Most SoxFests are the same.

This year's was different, in a good way.

Much like spring training, SoxFest is typically a time for fans to think big. It's a time to see only the best in every player signing autographs or sitting in on a seminar while conveniently choosing to forget all of the flaws.

Considering the Chicago White Sox have had a losing record for five straight seasons and haven't made the playoffs since 2008, you'd think fans would have had plenty of pointed questions for general manager Rick Hahn at the Hilton Chicago over the weekend.

Instead, there was 100 percent support for the overdue rebuilding effort and plenty of patience.

Tearing everything down and building it back up is all the rage in professional sports these days, and it can be a taxing, tedious process.

Since this is the first rebuild in Sox history -- at least in recent memory -- it has been very well received. And so far, it has been very well executed by Hahn and his staff.

Baseball America recently released its Top 100, and five Sox minor-leaguers made the cut.

Outfielder Eloy Jimenez ranks No. 4, starting pitcher Michael Kopech is No. 11, starter Alec Hansen is No. 57, outfielder Luis Robert is No. 58 and starter Dane Dunning is No. 82.

On's Top 100 list released Saturday, Jimenez is No. 4, Kopech No. 10, Robert No. 28, Hansen No. 54, starter Dylan Cease No. 61, Dunning No. 92 and outfielder Blake Rutherford No. 99.

Prospect rankings don't guarantee anything, but both lists show the depth of young talent now playing in the White Sox's system. And don't forget the Sox have the No. 4 overall pick in the upcoming draft.

The White Sox may very well have a sixth straight losing season this year, but the future looks incredibly bright.

"If we really want this team to be a competitive team for a long period of time and to win several championships, we have to be patient," said 22-year-old second baseman Yoan Moncada, baseball's No. 1 prospect last year before joining the Sox on July 19. "The talent is there, and it's going to come.

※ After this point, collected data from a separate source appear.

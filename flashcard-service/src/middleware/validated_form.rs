use axum::async_trait;
use axum::extract::{FromRequest, Request};
use axum::http::StatusCode;
use axum::Form;
use serde::de::DeserializeOwned;
use service_core::error::AppError;
use validator::Validate;

/// URL-encoded form body that is deserialized and validated, with every
/// rejection rendered as the service's JSON error body.
pub struct ValidatedForm<T>(pub T);

#[async_trait]
impl<T, S> FromRequest<S> for ValidatedForm<T>
where
    T: DeserializeOwned + Validate + 'static,
    S: Send + Sync,
{
    type Rejection = AppError;

    async fn from_request(req: Request, state: &S) -> Result<Self, Self::Rejection> {
        let Form(value) = Form::<T>::from_request(req, state).await.map_err(|rejection| {
            let message = rejection.body_text();
            if rejection.status() == StatusCode::UNPROCESSABLE_ENTITY {
                AppError::UnprocessableEntity(anyhow::anyhow!(message))
            } else {
                AppError::BadRequest(anyhow::anyhow!(message))
            }
        })?;

        value.validate()?;

        Ok(ValidatedForm(value))
    }
}
use secrecy::SecretString;
use service_core::config as core_config;
use service_core::error::AppError;
use std::env;
use std::path::PathBuf;
use std::time::Duration;

/// Default Gemini model used for flashcard extraction and chat.
const DEFAULT_MODEL: &str = "gemini-2.5-flash";

/// Default Gemini REST endpoint (without API version).
const DEFAULT_API_BASE: &str = "https://generativelanguage.googleapis.com";

/// Default upper bound on an uploaded media file (100MB).
const DEFAULT_MAX_UPLOAD_BYTES: usize = 100 * 1024 * 1024;

#[derive(Debug, Clone)]
pub struct FlashcardConfig {
    pub common: core_config::Config,
    pub gemini: GeminiSettings,
    pub media: MediaConfig,
    pub gateway: GatewayConfig,
    pub session: SessionConfig,
}

#[derive(Debug, Clone)]
pub struct GeminiSettings {
    /// Read once at startup. An empty key is accepted and only fails on the
    /// first provider call.
    pub api_key: SecretString,
    pub model: String,
    pub api_base: String,
    pub request_timeout_secs: u64,
}

#[derive(Debug, Clone)]
pub struct MediaConfig {
    /// Directory that holds uploads while they are sent to the provider.
    pub temp_dir: PathBuf,
    pub max_upload_bytes: usize,
}

#[derive(Debug, Clone)]
pub struct GatewayConfig {
    /// Total attempts for a conversation request, first try included.
    pub max_attempts: u32,
    pub initial_backoff_ms: u64,
    pub poll_interval_ms: u64,
    pub poll_max_attempts: u32,
}

impl GatewayConfig {
    pub fn initial_backoff(&self) -> Duration {
        Duration::from_millis(self.initial_backoff_ms)
    }

    pub fn poll_interval(&self) -> Duration {
        Duration::from_millis(self.poll_interval_ms)
    }
}

impl Default for GatewayConfig {
    fn default() -> Self {
        Self {
            max_attempts: 5,
            initial_backoff_ms: 1_000,
            poll_interval_ms: 2_000,
            poll_max_attempts: 150,
        }
    }
}

#[derive(Debug, Clone)]
pub struct SessionConfig {
    /// Upper bound on sessions held in memory.
    pub max_sessions: usize,
    /// Sessions untouched for longer than this are evicted.
    pub idle_ttl_secs: u64,
}

impl SessionConfig {
    pub fn idle_ttl(&self) -> Duration {
        Duration::from_secs(self.idle_ttl_secs)
    }
}

impl Default for SessionConfig {
    fn default() -> Self {
        Self {
            max_sessions: 10_000,
            idle_ttl_secs: 24 * 60 * 60,
        }
    }
}

impl FlashcardConfig {
    pub fn load() -> Result<Self, AppError> {
        let common_config = core_config::Config::load()?;
        let is_prod = env::var("ENVIRONMENT").unwrap_or_else(|_| "dev".to_string()) == "prod";
        let gateway_defaults = GatewayConfig::default();
        let session_defaults = SessionConfig::default();

        Ok(FlashcardConfig {
            common: common_config,
            gemini: GeminiSettings {
                api_key: SecretString::new(get_env("GEMINI_API_KEY", Some(""), is_prod)?),
                model: get_env("GEMINI_MODEL", Some(DEFAULT_MODEL), is_prod)?,
                api_base: get_env("GEMINI_API_BASE", Some(DEFAULT_API_BASE), is_prod)?,
                request_timeout_secs: parse_env("GEMINI_REQUEST_TIMEOUT_SECS", 120)?,
            },
            media: MediaConfig {
                temp_dir: env::var("MEDIA_TEMP_DIR")
                    .map(PathBuf::from)
                    .unwrap_or_else(|_| env::temp_dir()),
                max_upload_bytes: parse_env(
                    "MEDIA_MAX_UPLOAD_BYTES",
                    DEFAULT_MAX_UPLOAD_BYTES,
                )?,
            },
            gateway: GatewayConfig {
                max_attempts: parse_env(
                    "GATEWAY_MAX_ATTEMPTS",
                    gateway_defaults.max_attempts,
                )?,
                initial_backoff_ms: parse_env(
                    "GATEWAY_INITIAL_BACKOFF_MS",
                    gateway_defaults.initial_backoff_ms,
                )?,
                poll_interval_ms: parse_env(
                    "GATEWAY_POLL_INTERVAL_MS",
                    gateway_defaults.poll_interval_ms,
                )?,
                poll_max_attempts: parse_env(
                    "GATEWAY_POLL_MAX_ATTEMPTS",
                    gateway_defaults.poll_max_attempts,
                )?,
            },
            session: SessionConfig {
                max_sessions: parse_env("SESSION_MAX_ENTRIES", session_defaults.max_sessions)?,
                idle_ttl_secs: parse_env(
                    "SESSION_IDLE_TTL_SECS",
                    session_defaults.idle_ttl_secs,
                )?,
            },
        })
    }
}

fn get_env(key: &str, default: Option<&str>, is_prod: bool) -> Result<String, AppError> {
    match env::var(key) {
        Ok(val) => Ok(val),
        Err(_) => {
            if is_prod {
                Err(AppError::ConfigError(anyhow::anyhow!(
                    "{} is required in production but not set",
                    key
                )))
            } else if let Some(def) = default {
                Ok(def.to_string())
            } else {
                Err(AppError::ConfigError(anyhow::anyhow!(
                    "{} is required but not set",
                    key
                )))
            }
        }
    }
}

/// Numeric settings fall back to their default in every environment; a value
/// that is set but unparsable is a configuration error.
fn parse_env<T>(key: &str, default: T) -> Result<T, AppError>
where
    T: std::str::FromStr,
    T::Err: std::fmt::Display,
{
    match env::var(key) {
        Ok(val) => val.trim().parse().map_err(|e: T::Err| {
            AppError::ConfigError(anyhow::anyhow!("{} has invalid value '{}': {}", key, val, e))
        }),
        Err(_) => Ok(default),
    }
}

Everything is going to come soon."

Hawk talk:

There were so many young faces on display at SoxFest this year, and there also was 76-year-old Ken "Hawk" Harrelson.

While he has primarily called road games the last two seasons while easing into retirement, Harrelson is still going to be a part of the White Sox's broadcast team.

Harrelson said he will be in the booth for Sunday home games this year, and he also will sit in with Jason Benetti and Steve Stone for the April 5 home opener against Detroit and broadcast the three home games against the Cubs (Sept. 21-23).

Harrelson is always fired up about the upcoming season at SoxFest, and that didn't change this year, even with most of the club's best talent still ticketed for the minor leagues.

"I've never seen a redo like they've done," Harrelson said. "I mean, you can't go from being ranked 29th and 30th by every baseball poll of organizational prospects to No. 1. That's never been done.

"I think it's going to for the next decade. Let's face it, the Cubs are good and it's going to be fun playing them for a few years. It's going to be fun to kick their butts for a few years."

No static at all:

The White Sox's radio deal with WLS-AM 890 could end Thursday after parent company Cumulus Media filed motions with U.S. Bankruptcy Court seeking to void the final four years of their contract with the Sox.

A person in the know at SoxFest indicated the White Sox's new radio home this season and beyond could wind up on the FM side of the dial.